Privacy at Facebook Scale
Authors: Paulo Tanaka, Sameet Sapra, Nikolay Laptev
Abstract: Most organizations today collect data across every facet of their business. There becomes no shortage of data in these businesses as this data eventually gets copied, transformed, and scattered across the organization's data warehouse. During privacy-related audits, organizations are required to locate all instances of a certain type of data to enforce privacy and security related policies around this data. In these cases, it becomes crucial to have insight into the data so that automatic access controls and data retention policies can be applied to certain data assets within the data stores. This paper is about an end-to-end system built to detect sensitive semantic types within Facebook at scale and enforce data retention and access controls automatically. Content based data classification is an open challenge. Traditional Data Loss Prevention (DLP)-like systems solve this problem by fingerprinting the data in question and monitoring endpoints for the fingerprinted data.

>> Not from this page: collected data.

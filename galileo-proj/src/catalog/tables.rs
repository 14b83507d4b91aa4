//! Named ellipsoids, datums, prime meridians and units accepted in definition strings.

use crate::ellipsoid::Ellipsoid;

/// Ids of all named ellipsoids.
pub const ELLIPSOID_IDS: &[&str] = &[
    "WGS84", "GRS80", "intl", "clrk66", "clrk80ign", "clrk80", "bessel", "bess_nam", "krass",
    "airy", "mod_airy", "helmert", "aust_SA", "evrst30", "evrstSS", "WGS72", "GRS67", "hough",
    "fschr68", "andrae", "sphere",
];

/// Ids of all named datums.
pub const DATUM_IDS: &[&str] = &[
    "WGS84",
    "NAD83",
    "GRS80",
    "GGRS87",
    "potsdam",
    "carthage",
    "hermannskogel",
    "ire65",
    "nzgd49",
    "OSGB36",
];

/// Ellipsoid by its `+ellps` id.
pub fn ellipsoid(id: &str) -> Option<Ellipsoid> {
    let ellipsoid = match id {
        "WGS84" => Ellipsoid::wgs84(),
        "GRS80" => Ellipsoid::grs80(),
        "intl" => Ellipsoid::hayford(),
        "clrk66" => Ellipsoid::clarke1866(),
        "clrk80ign" => Ellipsoid::clarke_ign(),
        "clrk80" => Ellipsoid::from_a_rf(6_378_249.145, 293.4663),
        "bessel" => Ellipsoid::bessel1841(),
        "bess_nam" => Ellipsoid::from_a_rf(6_377_483.865, 299.1528128),
        "krass" => Ellipsoid::from_a_rf(6_378_245.0, 298.3),
        "airy" => Ellipsoid::from_a_b(6_377_563.396, 6_356_256.910),
        "mod_airy" => Ellipsoid::from_a_b(6_377_340.189, 6_356_034.446),
        "helmert" => Ellipsoid::from_a_rf(6_378_200.0, 298.3),
        "aust_SA" => Ellipsoid::from_a_rf(6_378_160.0, 298.25),
        "evrst30" => Ellipsoid::from_a_rf(6_377_276.345, 300.8017),
        "evrstSS" => Ellipsoid::from_a_rf(6_377_298.556, 300.8017),
        "WGS72" => Ellipsoid::from_a_rf(6_378_135.0, 298.26),
        "GRS67" => Ellipsoid::from_a_rf(6_378_160.0, 298.247_167_427),
        "hough" => Ellipsoid::from_a_rf(6_378_270.0, 297.0),
        "fschr68" => Ellipsoid::from_a_rf(6_378_150.0, 298.3),
        "andrae" => Ellipsoid::from_a_rf(6_377_104.43, 300.0),
        "sphere" => Ellipsoid::sphere(6_370_997.0),
        _ => return None,
    };

    Some(ellipsoid)
}

/// Named datum: an ellipsoid and the `+towgs84` parameters used for it.
#[derive(Debug, Clone, Copy, PartialEq)]
pub struct DatumDefinition {
    ellipsoid: Ellipsoid,
    towgs84: [f64; 7],
}

impl DatumDefinition {
    fn new(ellipsoid: Ellipsoid, towgs84: [f64; 7]) -> Self {
        Self { ellipsoid, towgs84 }
    }

    fn translation(ellipsoid: Ellipsoid, dx: f64, dy: f64, dz: f64) -> Self {
        Self::new(ellipsoid, [dx, dy, dz, 0.0, 0.0, 0.0, 0.0])
    }

    /// Ellipsoid of the datum.
    pub fn ellipsoid(&self) -> Ellipsoid {
        self.ellipsoid
    }

    /// Transformation parameters in the `+towgs84` order.
    pub fn towgs84(&self) -> [f64; 7] {
        self.towgs84
    }
}

/// Datum by its `+datum` id.
pub fn datum(id: &str) -> Option<DatumDefinition> {
    let definition = match id {
        "WGS84" => DatumDefinition::translation(Ellipsoid::wgs84(), 0.0, 0.0, 0.0),
        "NAD83" | "GRS80" => DatumDefinition::translation(Ellipsoid::grs80(), 0.0, 0.0, 0.0),
        "GGRS87" => DatumDefinition::translation(Ellipsoid::grs80(), -199.87, 74.79, 246.62),
        "potsdam" => DatumDefinition::new(
            Ellipsoid::bessel1841(),
            [598.1, 73.7, 418.2, 0.202, 0.045, -2.455, 6.7],
        ),
        "carthage" => DatumDefinition::translation(Ellipsoid::clarke_ign(), -263.0, 6.0, 431.0),
        "hermannskogel" => DatumDefinition::new(
            Ellipsoid::bessel1841(),
            [577.326, 90.129, 463.919, 5.137, 1.474, 5.297, 2.4232],
        ),
        "ire65" => DatumDefinition::new(
            ellipsoid("mod_airy")?,
            [482.530, -130.596, 564.557, -1.042, -0.214, -0.631, 8.15],
        ),
        "nzgd49" => DatumDefinition::new(
            Ellipsoid::hayford(),
            [59.47, -5.04, 187.44, 0.47, -0.1, 1.024, -4.5993],
        ),
        "OSGB36" => DatumDefinition::new(
            ellipsoid("airy")?,
            [446.448, -125.157, 542.060, 0.1502, 0.2470, 0.8421, -20.4894],
        ),
        _ => return None,
    };

    Some(definition)
}

/// Longitude of a named prime meridian as an angle string.
pub fn prime_meridian(name: &str) -> Option<&'static str> {
    let angle = match name {
        "greenwich" => "0dE",
        "lisbon" => "9d07'54.862\"W",
        "paris" => "2d20'14.025\"E",
        "bogota" => "74d04'51.3\"W",
        "madrid" => "3d41'14.55\"W",
        "rome" => "12d27'8.4\"E",
        "bern" => "7d26'22.5\"E",
        "jakarta" => "106d48'27.79\"E",
        "ferro" => "17d40'W",
        "brussels" => "4d22'4.71\"E",
        "stockholm" => "18d3'29.8\"E",
        "athens" => "23d42'58.815\"E",
        "oslo" => "10d43'22.5\"E",
        _ => return None,
    };

    Some(angle)
}

/// Length of a named unit in meters.
pub fn unit(name: &str) -> Option<f64> {
    let to_meter = match name {
        "km" => 1000.0,
        "m" => 1.0,
        "dm" => 0.1,
        "cm" => 0.01,
        "mm" => 0.001,
        "kmi" => 1852.0,
        "in" => 0.0254,
        "ft" => 0.3048,
        "yd" => 0.9144,
        "mi" => 1609.344,
        "fath" => 1.8288,
        "ch" => 20.1168,
        "link" => 0.201168,
        "us-in" => 100.0 / 3937.0,
        "us-ft" => 1200.0 / 3937.0,
        "us-yd" => 3600.0 / 3937.0,
        "us-ch" => 79200.0 / 3937.0,
        "us-mi" => 6_336_000.0 / 3937.0,
        "ind-yd" => 0.91439523,
        "ind-ft" => 0.30479841,
        "ind-ch" => 20.11669506,
        _ => return None,
    };

    Some(to_meter)
}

With trillions of constantly changing data assets in Facebook, this approach is both not scalable and ineffective in discovering what data is where. Instead, the approach described here is our first end-to-end privacy system that attempts to solve this problem by incorporating data signals, machine learning, and traditional fingerprinting techniques to map out and classify all data within Facebook. The described system is in production achieving a 0.9+ average F2 scores across various privacy classes while handling trillions of data assets.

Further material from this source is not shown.